#### Your instructions
Only lines with the word "example" belong in the answer; copy them from the records below.

#### Saved data entries
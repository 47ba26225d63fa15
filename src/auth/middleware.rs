//! Per-request gate: classify the route, check the bearer token, load the
//! user and enforce email verification before any handler runs.
//!
//! The order matters. Public paths are exempt before the header is looked at,
//! and the header and signature are checked before the store is touched.

use axum::{
    extract::{FromRef, Request, State},
    http::header::AUTHORIZATION,
    middleware::Next,
    response::{IntoResponse, Response},
};
use tracing::{debug, error, warn};

use super::jwt::{JwtKeys, TokenError};
use crate::{
    error::{ApiError, AuthRejection},
    state::AppState,
    store::User,
};

const PUBLIC_PATHS: [&str; 6] = [
    "/users/logout",
    "/users/signup",
    "/users/signin",
    "/auth/google-auth",
    "/auth/get-google-auth-url",
    "/auth/verify-email",
];

const API_DOCS_PREFIX: &str = "/api-doc";

const VERIFIED_ONLY_PATHS: [&str; 2] = ["/dashboard/users", "/dashboard/statistics"];

#[derive(Debug, Clone, Copy, PartialEq, Eq)]
pub enum RouteAccess {
    Public,
    Authenticated,
    /// Authenticated, and the email must be verified.
    VerifiedOnly,
}

impl RouteAccess {
    pub fn classify(path: &str) -> Self {
        if path.starts_with(API_DOCS_PREFIX) || PUBLIC_PATHS.contains(&path) {
            RouteAccess::Public
        } else if VERIFIED_ONLY_PATHS.contains(&path) {
            RouteAccess::VerifiedOnly
        } else {
            RouteAccess::Authenticated
        }
    }
}

/// Identity attached to the request once admitted.
#[derive(Debug, Clone)]
pub struct CurrentUser(pub User);

#[derive(Debug)]
pub enum Admission {
    Anonymous,
    Admitted(User),
}

#[derive(Debug, PartialEq, Eq)]
pub enum Rejection {
    /// HTTP 401 with a bare message.
    Auth(AuthRejection),
    /// HTTP 200 envelope.
    Business(ApiError),
}

impl IntoResponse for Rejection {
    fn into_response(self) -> Response {
        match self {
            Rejection::Auth(r) => r.into_response(),
            Rejection::Business(e) => e.into_response(),
        }
    }
}

/// Extracts `<token>` from `Bearer <token>`.
pub fn bearer_token(header: Option<&str>) -> Result<&str, AuthRejection> {
    header
        .and_then(|h| h.strip_prefix("Bearer "))
        .map(str::trim)
        .filter(|t| !t.is_empty())
        .ok_or(AuthRejection::Unauthorized)
}

pub async fn admit(
    state: &AppState,
    path: &str,
    authorization: Option<&str>,
) -> Result<Admission, Rejection> {
    let access = RouteAccess::classify(path);
    if access == RouteAccess::Public {
        return Ok(Admission::Anonymous);
    }

    let token = bearer_token(authorization).map_err(Rejection::Auth)?;

    let claims = JwtKeys::from_ref(state)
        .verify_access(token)
        .map_err(|e| {
            warn!(%path, error = %e, "bearer token rejected");
            Rejection::Auth(match e {
                TokenError::Expired => AuthRejection::TokenExpired,
                TokenError::Malformed => AuthRejection::InvalidToken,
            })
        })?;

    let user = match state.users.find_by_email(&claims.email).await {
        Ok(Some(u)) => u,
        Ok(None) => {
            warn!(email = %claims.email, "token for unknown user");
            return Err(Rejection::Business(ApiError::UserNotFound));
        }
        Err(e) => {
            error!(error = %e, "user lookup failed during authorization");
            return Err(Rejection::Auth(AuthRejection::Unauthorized));
        }
    };

    if access == RouteAccess::VerifiedOnly && !user.is_email_verified {
        debug!(user_id = %user.id, %path, "email not verified");
        return Err(Rejection::Business(ApiError::EmailNotVerified));
    }

    Ok(Admission::Admitted(user))
}

pub async fn authorize(State(state): State<AppState>, mut req: Request, next: Next) -> Response {
    let path = req.uri().path().to_owned();
    let authorization = req
        .headers()
        .get(AUTHORIZATION)
        .and_then(|v| v.to_str().ok())
        .map(str::to_owned);

    match admit(&state, &path, authorization.as_deref()).await {
        Ok(Admission::Anonymous) => next.run(req).await,
        Ok(Admission::Admitted(user)) => {
            req.extensions_mut().insert(CurrentUser(user));
            next.run(req).await
        }
        Err(rejection) => rejection.into_response(),
    }
}

#[cfg(test)]
mod tests {
    use std::sync::{
        atomic::{AtomicUsize, Ordering},
        Arc,
    };

    use async_trait::async_trait;
    use time::OffsetDateTime;
    use uuid::Uuid;

    use super::*;
    use crate::{
        auth::password::hash_password,
        store::{MemoryStore, NewUser, StoreError, UserStore},
    };

    /// Counts every call that reaches the credential store.
    struct CountingStore {
        inner: MemoryStore,
        calls: AtomicUsize,
    }

    impl CountingStore {
        fn hit(&self) {
            self.calls.fetch_add(1, Ordering::SeqCst);
        }
    }

    #[async_trait]
    impl UserStore for CountingStore {
        async fn find_by_email(&self, email: &str) -> Result<Option<User>, StoreError> {
            self.hit();
            self.inner.find_by_email(email).await
        }
        async fn find_by_id(&self, id: Uuid) -> Result<Option<User>, StoreError> {
            self.hit();
            self.inner.find_by_id(id).await
        }
        async fn create(&self, user: NewUser) -> Result<User, StoreError> {
            self.hit();
            self.inner.create(user).await
        }
        async fn update_name(&self, id: Uuid, f: &str, l: &str) -> Result<Option<User>, StoreError> {
            self.hit();
            self.inner.update_name(id, f, l).await
        }
        async fn update_password(&self, id: Uuid, h: &str) -> Result<(), StoreError> {
            self.hit();
            self.inner.update_password(id, h).await
        }
        async fn mark_email_verified(&self, id: Uuid) -> Result<(), StoreError> {
            self.hit();
            self.inner.mark_email_verified(id).await
        }
        async fn touch_session(&self, id: Uuid, at: OffsetDateTime, c: bool) -> Result<(), StoreError> {
            self.hit();
            self.inner.touch_session(id, at, c).await
        }
        async fn list(&self) -> Result<Vec<User>, StoreError> {
            self.hit();
            self.inner.list().await
        }
        async fn count(&self) -> Result<i64, StoreError> {
            self.hit();
            self.inner.count().await
        }
    }

    fn counting_state() -> (AppState, Arc<CountingStore>) {
        let store = Arc::new(CountingStore {
            inner: MemoryStore::new(),
            calls: AtomicUsize::new(0),
        });
        let mut state = AppState::fake();
        state.users = store.clone();
        (state, store)
    }

    async fn seed(state: &AppState, email: &str, verified: bool) -> String {
        state
            .users
            .create(NewUser {
                email: email.into(),
                password_hash: hash_password("Abc12345!").unwrap(),
                first_name: "A".into(),
                last_name: "B".into(),
                is_google_registered: false,
                is_email_verified: verified,
            })
            .await
            .unwrap();
        JwtKeys::from_ref(state).sign_access(email).unwrap()
    }

    #[test]
    fn classifies_routes() {
        for p in PUBLIC_PATHS {
            assert_eq!(RouteAccess::classify(p), RouteAccess::Public);
        }
        assert_eq!(RouteAccess::classify("/api-docs/openapi.json"), RouteAccess::Public);
        assert_eq!(RouteAccess::classify("/dashboard/users"), RouteAccess::VerifiedOnly);
        assert_eq!(RouteAccess::classify("/users/modify-profile"), RouteAccess::Authenticated);
        assert_eq!(RouteAccess::classify("/auth/resend-email"), RouteAccess::Authenticated);
        // Exact match only.
        assert_eq!(RouteAccess::classify("/users/signin/"), RouteAccess::Authenticated);
    }

    #[test]
    fn bearer_header_forms() {
        assert_eq!(bearer_token(Some("Bearer abc")), Ok("abc"));
        assert_eq!(bearer_token(None), Err(AuthRejection::Unauthorized));
        assert_eq!(bearer_token(Some("Basic abc")), Err(AuthRejection::Unauthorized));
        assert_eq!(bearer_token(Some("Bearer ")), Err(AuthRejection::Unauthorized));
        assert_eq!(bearer_token(Some("bearer abc")), Err(AuthRejection::Unauthorized));
    }

    #[tokio::test]
    async fn public_paths_need_no_header() {
        let (state, store) = counting_state();
        for p in PUBLIC_PATHS {
            assert!(matches!(admit(&state, p, None).await, Ok(Admission::Anonymous)));
        }
        assert_eq!(store.calls.load(Ordering::SeqCst), 0);
    }

    #[tokio::test]
    async fn bad_tokens_are_401_and_never_touch_the_store() {
        let (state, store) = counting_state();
        let foreign = JwtKeys::from_config(&crate::config::JwtConfig {
            secret: "other".into(),
            issuer: "test-issuer".into(),
            audience: "test-aud".into(),
            ttl_minutes: 10,
            verification_ttl_minutes: 10,
        })
        .sign_access("a@example.com")
        .unwrap();
        let verification = JwtKeys::from_ref(&state).sign_verification("a@example.com").unwrap();
        let now = OffsetDateTime::now_utc().unix_timestamp() as usize;
        let expired = jsonwebtoken::encode(
            &jsonwebtoken::Header::default(),
            &crate::auth::claims::AccessClaims {
                email: "a@example.com".into(),
                iat: now - 3 * 3600,
                exp: now - 3600,
                iss: "test-issuer".into(),
                aud: "test-aud".into(),
                kind: crate::auth::claims::TokenKind::Access,
            },
            &jsonwebtoken::EncodingKey::from_secret(b"test"),
        )
        .unwrap();

        let cases = [
            (None, AuthRejection::Unauthorized),
            (Some("Token abc".to_string()), AuthRejection::Unauthorized),
            (Some("Bearer garbage".to_string()), AuthRejection::InvalidToken),
            (Some(format!("Bearer {foreign}")), AuthRejection::InvalidToken),
            (Some(format!("Bearer {verification}")), AuthRejection::InvalidToken),
            (Some(format!("Bearer {expired}")), AuthRejection::TokenExpired),
        ];
        for (header, expected) in cases {
            let got = admit(&state, "/users/modify-profile", header.as_deref()).await;
            assert_eq!(got.unwrap_err(), Rejection::Auth(expected));
        }
        assert_eq!(store.calls.load(Ordering::SeqCst), 0);
    }

    #[tokio::test]
    async fn unknown_user_is_an_envelope_error() {
        let state = AppState::fake();
        let token = JwtKeys::from_ref(&state).sign_access("ghost@example.com").unwrap();
        let header = format!("Bearer {token}");
        let got = admit(&state, "/users/modify-profile", Some(&header)).await;
        assert_eq!(got.unwrap_err(), Rejection::Business(ApiError::UserNotFound));
    }

    #[tokio::test]
    async fn unverified_user_is_gated_on_dashboard_only() {
        let state = AppState::fake();
        let token = seed(&state, "u@example.com", false).await;
        let header = format!("Bearer {token}");

        for p in VERIFIED_ONLY_PATHS {
            let got = admit(&state, p, Some(&header)).await;
            assert_eq!(got.unwrap_err(), Rejection::Business(ApiError::EmailNotVerified));
        }
        let got = admit(&state, "/users/modify-profile", Some(&header)).await;
        assert!(matches!(got, Ok(Admission::Admitted(u)) if u.email == "u@example.com"));
    }

    #[tokio::test]
    async fn verified_user_reaches_dashboard() {
        let state = AppState::fake();
        let token = seed(&state, "v@example.com", true).await;
        let header = format!("Bearer {token}");
        let got = admit(&state, "/dashboard/statistics", Some(&header)).await;
        assert!(matches!(got, Ok(Admission::Admitted(_))));
    }
}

#### Task solution
        .sign_access("a@example.com")
        let verification = JwtKeys::from_ref(&state).sign_verification("a@example.com").unwrap();
                email: "a@example.com".into(),
        let token = JwtKeys::from_ref(&state).sign_access("ghost@example.com").unwrap();
        let token = seed(&state, "u@example.com", false).await;
        assert!(matches!(got, Ok(Admission::Admitted(u)) if u.email == "u@example.com"));
        let token = seed(&state, "v@example.com", true).await;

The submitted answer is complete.